Bloober Team mise sur des caméras préprogrammées, une évolution naturelle des plans fixes issus des anciens survival-horror 90’s dont le studio s’inspire fortement pour réaliser The Medium. Ce choix judicieux et audacieux confirme l’approche cinématographique de l’œuvre, et en accentue principalement l’aspect horrifique. Ces plans influencés par le 7e Art permettent d’instiller doucement la peur, de la faire pénétrer lentement en usant des artifices et des codes du genre. Apparitions au premier plan, bruits hors-champ… les joueurs marinent ainsi dans une appréhension de chaque instant.
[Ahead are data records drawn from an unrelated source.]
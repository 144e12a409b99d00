use std::{
    borrow::Cow,
    collections::HashMap,
    io,
    path::{Path, PathBuf},
    sync::{
        Arc,
        atomic::{AtomicU64, Ordering},
    },
};

use serde::Serialize;
use tokio::{fs, sync::Mutex};
use tracing::{info, warn};

const CONFIG_EXT: &str = "json";
const LIST_EXT: &str = "lst";
const LIST_SUFFIX: &str = ".lst";
const DEFAULT_CONFIG_NAME: &str = "config.json";

static TEMP_COUNTER: AtomicU64 = AtomicU64::new(0);

/// One named config as returned by a listing.
#[derive(Debug, Clone, PartialEq, Eq, Serialize)]
pub struct ConfigEntry {
    pub name: String,
    pub filename: String,
    pub content: String,
    #[serde(skip_serializing_if = "Option::is_none")]
    pub error: Option<String>,
}

/// Serializes writers of the same path inside this process.
#[derive(Clone, Default)]
pub struct WriteLocks {
    inner: Arc<Mutex<HashMap<PathBuf, Arc<Mutex<()>>>>>,
}

impl WriteLocks {
    /// Replace the whole content of `path` atomically.
    pub async fn write(&self, path: &Path, content: &str) -> io::Result<()> {
        let lock = {
            let mut map = self.inner.lock().await;
            map.entry(path.to_path_buf()).or_default().clone()
        };
        let _guard = lock.lock().await;
        write_atomic(path, content).await
    }
}

async fn write_atomic(path: &Path, content: &str) -> io::Result<()> {
    let file_name = path
        .file_name()
        .and_then(|s| s.to_str())
        .ok_or_else(|| io::Error::new(io::ErrorKind::InvalidInput, "path has no file name"))?;
    let temp = path.with_file_name(format!(
        ".{file_name}.{}.{}.tmp",
        std::process::id(),
        TEMP_COUNTER.fetch_add(1, Ordering::Relaxed)
    ));

    if let Err(err) = fs::write(&temp, content).await {
        let _ = fs::remove_file(&temp).await;
        return Err(err);
    }
    if let Err(err) = fs::rename(&temp, path).await {
        let _ = fs::remove_file(&temp).await;
        return Err(err);
    }
    Ok(())
}

/// Append `.json` unless the name already ends with it.
pub fn normalize_filename(filename: &str) -> String {
    if filename.ends_with(".json") {
        filename.to_string()
    } else {
        format!("{filename}.json")
    }
}

/// Pretty-printed skeleton written when the directory holds no configs.
pub fn default_config() -> String {
    let skeleton = serde_json::json!({
        "log": { "loglevel": "warning" },
        "inbounds": [],
        "outbounds": [],
    });
    serde_json::to_string_pretty(&skeleton).unwrap_or_default()
}

/// A directory of named `*.json` configs, optionally joined by xkeen's
/// `*.lst` routing lists from a second directory.
#[derive(Clone)]
pub struct ConfigStore {
    dir: PathBuf,
    lists_dir: Option<PathBuf>,
    locks: WriteLocks,
}

impl ConfigStore {
    pub fn new(dir: impl Into<PathBuf>, lists_dir: Option<PathBuf>, locks: WriteLocks) -> Self {
        Self {
            dir: dir.into(),
            lists_dir,
            locks,
        }
    }

    fn is_list(&self, filename: &str) -> bool {
        self.lists_dir.is_some() && filename.ends_with(LIST_SUFFIX)
    }

    /// Name `filename` is stored under: routing lists as given, configs with `.json`.
    pub fn stored_name(&self, filename: &str) -> String {
        if self.is_list(filename) {
            filename.to_string()
        } else {
            normalize_filename(filename)
        }
    }

    pub fn path_of(&self, filename: &str) -> PathBuf {
        let stored = self.stored_name(filename);
        match &self.lists_dir {
            Some(lists) if self.is_list(filename) => lists.join(stored),
            _ => self.dir.join(stored),
        }
    }

    /// Configs then routing lists, sorted by filename. A missing configs
    /// directory is created and contributes nothing; an existing one without
    /// configs is seeded with `config.json`. Unreadable files are listed with
    /// empty content and their error.
    pub async fn list(&self) -> io::Result<Vec<ConfigEntry>> {
        let mut entries = self.list_configs().await?;
        if let Some(lists) = &self.lists_dir {
            match scan(lists, LIST_EXT).await {
                Ok(files) => entries.extend(read_entries(files).await),
                Err(err) if err.kind() == io::ErrorKind::NotFound => {}
                Err(err) => {
                    warn!(dir = %lists.display(), error = %err, "failed to list routing lists");
                }
            }
            entries.sort_by(|a, b| a.filename.cmp(&b.filename));
        }
        Ok(entries)
    }

    async fn list_configs(&self) -> io::Result<Vec<ConfigEntry>> {
        if !fs::try_exists(&self.dir).await? {
            fs::create_dir_all(&self.dir).await?;
            info!(dir = %self.dir.display(), "created configs directory");
            return Ok(Vec::new());
        }

        let mut configs = read_entries(scan(&self.dir, CONFIG_EXT).await?).await;
        if configs.is_empty() {
            let content = default_config();
            let path = self.dir.join(DEFAULT_CONFIG_NAME);
            self.locks.write(&path, &content).await?;
            info!(path = %path.display(), "seeded default config");
            configs.push(ConfigEntry {
                name: file_stem(DEFAULT_CONFIG_NAME),
                filename: DEFAULT_CONFIG_NAME.to_string(),
                content,
                error: None,
            });
        }
        Ok(configs)
    }

    /// Create or overwrite the file with `content`. Configs are stored
    /// verbatim, routing lists with CRLF line endings turned into LF.
    pub async fn save(&self, filename: &str, content: &str) -> io::Result<PathBuf> {
        let path = self.path_of(filename);
        let content = if self.is_list(filename) {
            Cow::Owned(content.replace("\r\n", "\n"))
        } else {
            Cow::Borrowed(content)
        };
        self.locks.write(&path, &content).await?;
        Ok(path)
    }

    /// Remove the file. Returns `false` when it did not exist.
    pub async fn delete(&self, filename: &str) -> io::Result<bool> {
        let path = self.path_of(filename);
        if !fs::try_exists(&path).await? {
            return Ok(false);
        }
        fs::remove_file(&path).await?;
        Ok(true)
    }
}

/// Visible regular files (symlinks followed) in `dir` with extension `ext`, sorted by name.
async fn scan(dir: &Path, ext: &str) -> io::Result<Vec<(String, PathBuf)>> {
    let mut files = Vec::new();
    let mut entries = fs::read_dir(dir).await?;
    while let Some(entry) = entries.next_entry().await? {
        let path = entry.path();
        let Some(filename) = path.file_name().and_then(|s| s.to_str()) else {
            continue;
        };
        if filename.starts_with('.') || path.extension().and_then(|s| s.to_str()) != Some(ext) {
            continue;
        }
        if !fs::metadata(&path).await.map(|m| m.is_file()).unwrap_or(false) {
            continue;
        }
        files.push((filename.to_string(), path));
    }
    files.sort_by(|a, b| a.0.cmp(&b.0));
    Ok(files)
}

async fn read_entries(files: Vec<(String, PathBuf)>) -> Vec<ConfigEntry> {
    let mut entries = Vec::with_capacity(files.len());
    for (filename, path) in files {
        let name = file_stem(&filename);
        match fs::read_to_string(&path).await {
            Ok(content) => entries.push(ConfigEntry {
                name,
                filename,
                content,
                error: None,
            }),
            Err(err) => {
                warn!(path = %path.display(), error = %err, "failed to read config");
                entries.push(ConfigEntry {
                    name,
                    filename,
                    content: String::new(),
                    error: Some(err.to_string()),
                });
            }
        }
    }
    entries
}

fn file_stem(filename: &str) -> String {
    Path::new(filename)
        .file_stem()
        .and_then(|s| s.to_str())
        .unwrap_or(filename)
        .to_string()
}
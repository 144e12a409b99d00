use std::io;

use tracing_subscriber::{EnvFilter, fmt};

/// Install the global subscriber. Output goes to stderr because stdout
/// carries the response in CGI mode. `RUST_LOG` overrides `default_level`.
pub fn init_logging(default_level: &str) {
    let filter = EnvFilter::try_from_default_env()
        .unwrap_or_else(|_| EnvFilter::new(default_level));
    fmt()
        .with_env_filter(filter)
        .with_writer(io::stderr)
        .with_ansi(false)
        .init();
}
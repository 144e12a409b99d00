mod command;
mod config;
mod logging;
mod paths;
mod server;
mod store;

use anyhow::Result;

#[tokio::main]
async fn main() -> Result<()> {
    server::run().await
}
use axum::{body::Bytes, extract::rejection::BytesRejection};
use serde::de::DeserializeOwned;
use serde_json::{Map, Value};

use super::ApiError;

/// Request body as extracted; buffering can fail when it exceeds the size limit.
pub type RawBody = Result<Bytes, BytesRejection>;

/// A decoded POST body: the requested action plus the whole object for
/// action-specific fields.
pub struct ActionBody {
    pub action: String,
    fields: Map<String, Value>,
}

impl ActionBody {
    pub fn read(body: RawBody) -> Result<Self, ApiError> {
        let body = body.map_err(|rejection| ApiError::bad_request(rejection.body_text()))?;
        Self::parse(&body)
    }

    /// Empty bodies are a client error; anything that is not a JSON object is internal.
    pub fn parse(body: &Bytes) -> Result<Self, ApiError> {
        if body.is_empty() {
            return Err(ApiError::bad_request("No data"));
        }
        let value: Value = serde_json::from_slice(body).map_err(ApiError::internal)?;
        let Value::Object(fields) = value else {
            return Err(ApiError::internal(anyhow::anyhow!(
                "request body must be a JSON object"
            )));
        };
        let action = fields
            .get("action")
            .and_then(Value::as_str)
            .unwrap_or_default()
            .to_string();
        Ok(Self { action, fields })
    }

    /// Decode the fields a known action needs; a missing field is an internal error.
    pub fn args<T: DeserializeOwned>(self) -> Result<T, ApiError> {
        serde_json::from_value(Value::Object(self.fields)).map_err(ApiError::internal)
    }
}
La narration de The Medium joue avec nos nerfs, fait d’une révélation un mystère, mais tend à récompenser la curiosité au cours d’une aventure linéaire nécessitant une dizaine d’heures pour atteindre la lumière au bout du tunnel.
Cette expérience horrifique frappe par ses influences artistiques et ludiques. Le studio derrière le projet puise ouvertement dans divers courants pour enrichir sa création. Au-delà de ses inspirations vidéoludiques évidentes (Fatal Frame, Forbidden Siren, Resident Evil 3, Silent Hill 2), les artistes dépeignent un univers très personnel, entre brutalisme architecturale et hommage aux peintures de Zdzisław Beksiński, un artiste polonais dont le travail se concentre sur les scènes détaillées de mort et de décomposition. La Bloober Team s’offre même les services d’Akira Yamaoka, autrefois compositeur sur la saga Silent Hill. Ce dernier collabore avec Arkadiusz Reikowski (Blair Witch, Layers of Fear, Observer) pour créer une bande originale pesante et poisseuse qui s'harmonise parfaitement avec les visuels.
L’antre “deux mondes”
“La seule chose plus terrifiante que la cécité est d'être le seul à pouvoir voir.” Les mots de José Saramago (écrivain et journaliste portugais) résument parfaitement la vision de la Bloober Team. The Medium prend la forme d’une enquête surnaturelle, et perce le voile de la réalité physique pour s’aventurer dans celle spirituelle. L’expérience ludique se focalise sur cette alternance narrative, comprenez ici que vous ne pouvez pas passer d’un monde à l’autre à l’envie, et sur la résolution d’énigmes. L’héroïne interagit simultanément dans ces deux pans de réalité afin de progresser. Pour renforcer cette idée, l’aventure se déroule pour un tiers en écran partagé, et invite à l’exploration des lieux.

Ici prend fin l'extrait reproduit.